Items from a data source
------------------------------------------------------------
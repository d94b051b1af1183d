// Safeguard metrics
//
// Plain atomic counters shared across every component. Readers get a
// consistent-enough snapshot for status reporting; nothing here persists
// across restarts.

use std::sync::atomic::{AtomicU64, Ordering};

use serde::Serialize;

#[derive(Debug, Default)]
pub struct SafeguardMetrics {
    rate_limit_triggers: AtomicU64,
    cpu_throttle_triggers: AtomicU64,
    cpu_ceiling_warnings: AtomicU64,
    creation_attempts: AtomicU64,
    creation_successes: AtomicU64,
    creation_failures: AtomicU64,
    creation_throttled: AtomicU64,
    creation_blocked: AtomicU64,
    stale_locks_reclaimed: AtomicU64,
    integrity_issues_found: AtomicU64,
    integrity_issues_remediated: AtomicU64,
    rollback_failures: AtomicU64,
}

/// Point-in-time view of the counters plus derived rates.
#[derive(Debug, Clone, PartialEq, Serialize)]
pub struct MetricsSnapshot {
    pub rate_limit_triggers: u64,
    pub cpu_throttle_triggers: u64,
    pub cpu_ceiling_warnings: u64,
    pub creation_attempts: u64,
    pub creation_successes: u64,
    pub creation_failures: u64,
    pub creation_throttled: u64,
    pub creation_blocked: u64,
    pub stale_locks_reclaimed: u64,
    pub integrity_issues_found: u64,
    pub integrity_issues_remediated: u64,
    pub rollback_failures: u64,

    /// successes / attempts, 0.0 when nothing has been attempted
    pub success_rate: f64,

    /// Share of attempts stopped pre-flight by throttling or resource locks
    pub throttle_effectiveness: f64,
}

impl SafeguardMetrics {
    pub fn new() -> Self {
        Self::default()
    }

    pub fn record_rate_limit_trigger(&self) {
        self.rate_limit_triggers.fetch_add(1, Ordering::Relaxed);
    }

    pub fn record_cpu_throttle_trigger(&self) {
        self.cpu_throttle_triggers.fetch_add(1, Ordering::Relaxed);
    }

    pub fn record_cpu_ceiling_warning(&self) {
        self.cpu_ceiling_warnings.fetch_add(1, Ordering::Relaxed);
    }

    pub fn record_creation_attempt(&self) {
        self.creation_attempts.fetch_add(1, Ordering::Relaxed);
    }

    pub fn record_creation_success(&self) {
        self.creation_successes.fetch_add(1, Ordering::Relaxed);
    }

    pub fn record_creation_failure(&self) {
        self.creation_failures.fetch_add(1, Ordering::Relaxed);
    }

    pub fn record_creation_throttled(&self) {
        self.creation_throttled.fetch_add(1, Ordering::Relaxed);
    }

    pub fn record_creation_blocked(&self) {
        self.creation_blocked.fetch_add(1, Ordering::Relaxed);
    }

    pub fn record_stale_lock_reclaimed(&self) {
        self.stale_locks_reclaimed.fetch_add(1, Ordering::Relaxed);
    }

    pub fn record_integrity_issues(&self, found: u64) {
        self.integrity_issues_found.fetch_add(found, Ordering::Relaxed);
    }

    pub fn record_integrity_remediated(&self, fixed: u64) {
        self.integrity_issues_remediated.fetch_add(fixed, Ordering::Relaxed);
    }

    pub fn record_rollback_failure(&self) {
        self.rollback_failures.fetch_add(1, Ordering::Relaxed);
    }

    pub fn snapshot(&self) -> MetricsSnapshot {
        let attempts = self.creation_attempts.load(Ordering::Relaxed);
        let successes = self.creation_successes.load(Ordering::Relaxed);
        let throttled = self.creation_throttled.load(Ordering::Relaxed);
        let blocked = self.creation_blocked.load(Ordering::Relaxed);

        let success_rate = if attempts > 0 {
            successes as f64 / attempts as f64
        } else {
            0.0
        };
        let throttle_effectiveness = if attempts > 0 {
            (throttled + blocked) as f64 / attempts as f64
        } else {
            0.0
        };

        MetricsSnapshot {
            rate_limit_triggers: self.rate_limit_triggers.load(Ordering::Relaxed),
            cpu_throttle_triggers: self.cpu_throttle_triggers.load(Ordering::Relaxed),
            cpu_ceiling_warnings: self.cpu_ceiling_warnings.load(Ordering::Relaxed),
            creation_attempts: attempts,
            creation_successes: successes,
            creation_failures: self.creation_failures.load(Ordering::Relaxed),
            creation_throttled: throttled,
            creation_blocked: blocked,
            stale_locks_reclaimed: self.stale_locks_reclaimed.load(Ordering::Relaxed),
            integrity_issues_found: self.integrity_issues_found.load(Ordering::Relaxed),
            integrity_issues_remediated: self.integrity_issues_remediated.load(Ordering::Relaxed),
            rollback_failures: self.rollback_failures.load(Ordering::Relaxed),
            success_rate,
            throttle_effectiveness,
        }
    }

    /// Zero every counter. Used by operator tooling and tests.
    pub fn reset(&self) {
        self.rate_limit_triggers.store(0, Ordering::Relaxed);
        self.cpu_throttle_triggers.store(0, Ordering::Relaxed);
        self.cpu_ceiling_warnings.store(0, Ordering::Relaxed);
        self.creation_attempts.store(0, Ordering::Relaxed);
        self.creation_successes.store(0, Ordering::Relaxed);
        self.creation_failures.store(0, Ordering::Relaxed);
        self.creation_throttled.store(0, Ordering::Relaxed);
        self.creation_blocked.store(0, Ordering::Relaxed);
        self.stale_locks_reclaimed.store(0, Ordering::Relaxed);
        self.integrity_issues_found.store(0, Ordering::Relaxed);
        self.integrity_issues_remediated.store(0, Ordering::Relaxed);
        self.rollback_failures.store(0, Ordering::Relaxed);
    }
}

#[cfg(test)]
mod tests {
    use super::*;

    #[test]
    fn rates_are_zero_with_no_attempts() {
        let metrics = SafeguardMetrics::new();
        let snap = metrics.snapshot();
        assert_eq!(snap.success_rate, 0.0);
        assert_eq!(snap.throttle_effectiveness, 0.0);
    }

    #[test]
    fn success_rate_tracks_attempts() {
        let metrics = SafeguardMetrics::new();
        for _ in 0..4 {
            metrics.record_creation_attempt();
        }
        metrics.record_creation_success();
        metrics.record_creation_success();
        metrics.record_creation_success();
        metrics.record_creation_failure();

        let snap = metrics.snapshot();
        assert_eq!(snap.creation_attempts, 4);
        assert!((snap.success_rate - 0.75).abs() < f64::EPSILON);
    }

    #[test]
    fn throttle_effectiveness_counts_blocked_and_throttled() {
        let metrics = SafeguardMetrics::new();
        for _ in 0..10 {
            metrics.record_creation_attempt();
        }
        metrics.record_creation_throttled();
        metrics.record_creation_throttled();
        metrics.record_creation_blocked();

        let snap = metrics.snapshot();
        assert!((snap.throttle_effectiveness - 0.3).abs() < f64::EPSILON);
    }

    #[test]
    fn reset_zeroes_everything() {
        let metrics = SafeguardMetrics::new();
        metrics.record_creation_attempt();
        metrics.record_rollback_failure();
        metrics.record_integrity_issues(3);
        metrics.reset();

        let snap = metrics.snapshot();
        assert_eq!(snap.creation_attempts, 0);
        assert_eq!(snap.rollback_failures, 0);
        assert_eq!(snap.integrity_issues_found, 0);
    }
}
------------------------------------------------------------
WHAT THE TASK ASKS:
Output all of the data without altering a single line.

SOLUTION TO THE EXERCISE:
repository d94b051b1af1183d
// Safeguard metrics
//
// Plain atomic counters shared across every component. Readers get a
// consistent-enough snapshot for status reporting; nothing here persists
// across restarts.

use std::sync::atomic::{AtomicU64, Ordering};

use serde::Serialize;

#[derive(Debug, Default)]
pub struct SafeguardMetrics {
    rate_limit_triggers: AtomicU64,
    cpu_throttle_triggers: AtomicU64,
    cpu_ceiling_warnings: AtomicU64,
    creation_attempts: AtomicU64,
    creation_successes: AtomicU64,
    creation_failures: AtomicU64,
    creation_throttled: AtomicU64,
    creation_blocked: AtomicU64,
    stale_locks_reclaimed: AtomicU64,
    integrity_issues_found: AtomicU64,
    integrity_issues_remediated: AtomicU64,
    rollback_failures: AtomicU64,
}

/// Point-in-time view of the counters plus derived rates.
#[derive(Debug, Clone, PartialEq, Serialize)]
pub struct MetricsSnapshot {
    pub rate_limit_triggers: u64,
    pub cpu_throttle_triggers: u64,
    pub cpu_ceiling_warnings: u64,
    pub creation_attempts: u64,
    pub creation_successes: u64,
    pub creation_failures: u64,
    pub creation_throttled: u64,
    pub creation_blocked: u64,
    pub stale_locks_reclaimed: u64,
    pub integrity_issues_found: u64,
    pub integrity_issues_remediated: u64,
    pub rollback_failures: u64,

    /// successes / attempts, 0.0 when nothing has been attempted
    pub success_rate: f64,

    /// Share of attempts stopped pre-flight by throttling or resource locks
    pub throttle_effectiveness: f64,
}

impl SafeguardMetrics {
    pub fn new() -> Self {
        Self::default()
    }

    pub fn record_rate_limit_trigger(&self) {
        self.rate_limit_triggers.fetch_add(1, Ordering::Relaxed);
    }

    pub fn record_cpu_throttle_trigger(&self) {
        self.cpu_throttle_triggers.fetch_add(1, Ordering::Relaxed);
    }

    pub fn record_cpu_ceiling_warning(&self) {
        self.cpu_ceiling_warnings.fetch_add(1, Ordering::Relaxed);
    }

    pub fn record_creation_attempt(&self) {
        self.creation_attempts.fetch_add(1, Ordering::Relaxed);
    }

    pub fn record_creation_success(&self) {
        self.creation_successes.fetch_add(1, Ordering::Relaxed);
    }

    pub fn record_creation_failure(&self) {
        self.creation_failures.fetch_add(1, Ordering::Relaxed);
    }

    pub fn record_creation_throttled(&self) {
        self.creation_throttled.fetch_add(1, Ordering::Relaxed);
    }

    pub fn record_creation_blocked(&self) {
        self.creation_blocked.fetch_add(1, Ordering::Relaxed);
    }

    pub fn record_stale_lock_reclaimed(&self) {
        self.stale_locks_reclaimed.fetch_add(1, Ordering::Relaxed);
    }

    pub fn record_integrity_issues(&self, found: u64) {
        self.integrity_issues_found.fetch_add(found, Ordering::Relaxed);
    }

    pub fn record_integrity_remediated(&self, fixed: u64) {
        self.integrity_issues_remediated.fetch_add(fixed, Ordering::Relaxed);
    }

    pub fn record_rollback_failure(&self) {
        self.rollback_failures.fetch_add(1, Ordering::Relaxed);
    }

    pub fn snapshot(&self) -> MetricsSnapshot {
        let attempts = self.creation_attempts.load(Ordering::Relaxed);
        let successes = self.creation_successes.load(Ordering::Relaxed);
        let throttled = self.creation_throttled.load(Ordering::Relaxed);
        let blocked = self.creation_blocked.load(Ordering::Relaxed);

        let success_rate = if attempts > 0 {
            successes as f64 / attempts as f64
        } else {
            0.0
        };
        let throttle_effectiveness = if attempts > 0 {
            (throttled + blocked) as f64 / attempts as f64
        } else {
            0.0
        };

        MetricsSnapshot {
            rate_limit_triggers: self.rate_limit_triggers.load(Ordering::Relaxed),
            cpu_throttle_triggers: self.cpu_throttle_triggers.load(Ordering::Relaxed),
            cpu_ceiling_warnings: self.cpu_ceiling_warnings.load(Ordering::Relaxed),
            creation_attempts: attempts,
            creation_successes: successes,
            creation_failures: self.creation_failures.load(Ordering::Relaxed),
            creation_throttled: throttled,
            creation_blocked: blocked,
            stale_locks_reclaimed: self.stale_locks_reclaimed.load(Ordering::Relaxed),
            integrity_issues_found: self.integrity_issues_found.load(Ordering::Relaxed),
            integrity_issues_remediated: self.integrity_issues_remediated.load(Ordering::Relaxed),
            rollback_failures: self.rollback_failures.load(Ordering::Relaxed),
            success_rate,
            throttle_effectiveness,
        }
    }

    /// Zero every counter. Used by operator tooling and tests.
    pub fn reset(&self) {
        self.rate_limit_triggers.store(0, Ordering::Relaxed);
        self.cpu_throttle_triggers.store(0, Ordering::Relaxed);
        self.cpu_ceiling_warnings.store(0, Ordering::Relaxed);
        self.creation_attempts.store(0, Ordering::Relaxed);
        self.creation_successes.store(0, Ordering::Relaxed);
        self.creation_failures.store(0, Ordering::Relaxed);
        self.creation_throttled.store(0, Ordering::Relaxed);
        self.creation_blocked.store(0, Ordering::Relaxed);
        self.stale_locks_reclaimed.store(0, Ordering::Relaxed);
        self.integrity_issues_found.store(0, Ordering::Relaxed);
        self.integrity_issues_remediated.store(0, Ordering::Relaxed);
        self.rollback_failures.store(0, Ordering::Relaxed);
    }
}

#[cfg(test)]
mod tests {
    use super::*;

    #[test]
    fn rates_are_zero_with_no_attempts() {
        let metrics = SafeguardMetrics::new();
        let snap = metrics.snapshot();
        assert_eq!(snap.success_rate, 0.0);
        assert_eq!(snap.throttle_effectiveness, 0.0);
    }

    #[test]
    fn success_rate_tracks_attempts() {
        let metrics = SafeguardMetrics::new();
        for _ in 0..4 {
            metrics.record_creation_attempt();
        }
        metrics.record_creation_success();
        metrics.record_creation_success();
        metrics.record_creation_success();
        metrics.record_creation_failure();

        let snap = metrics.snapshot();
        assert_eq!(snap.creation_attempts, 4);
        assert!((snap.success_rate - 0.75).abs() < f64::EPSILON);
    }

    #[test]
    fn throttle_effectiveness_counts_blocked_and_throttled() {
        let metrics = SafeguardMetrics::new();
        for _ in 0..10 {
            metrics.record_creation_attempt();
        }
        metrics.record_creation_throttled();
        metrics.record_creation_throttled();
        metrics.record_creation_blocked();

        let snap = metrics.snapshot();
        assert!((snap.throttle_effectiveness - 0.3).abs() < f64::EPSILON);
    }

    #[test]
    fn reset_zeroes_everything() {
        let metrics = SafeguardMetrics::new();
        metrics.record_creation_attempt();
        metrics.record_rollback_failure();
        metrics.record_integrity_issues(3);
        metrics.reset();

        let snap = metrics.snapshot();
        assert_eq!(snap.creation_attempts, 0);
        assert_eq!(snap.rollback_failures, 0);
        assert_eq!(snap.integrity_issues_found, 0);
    }
}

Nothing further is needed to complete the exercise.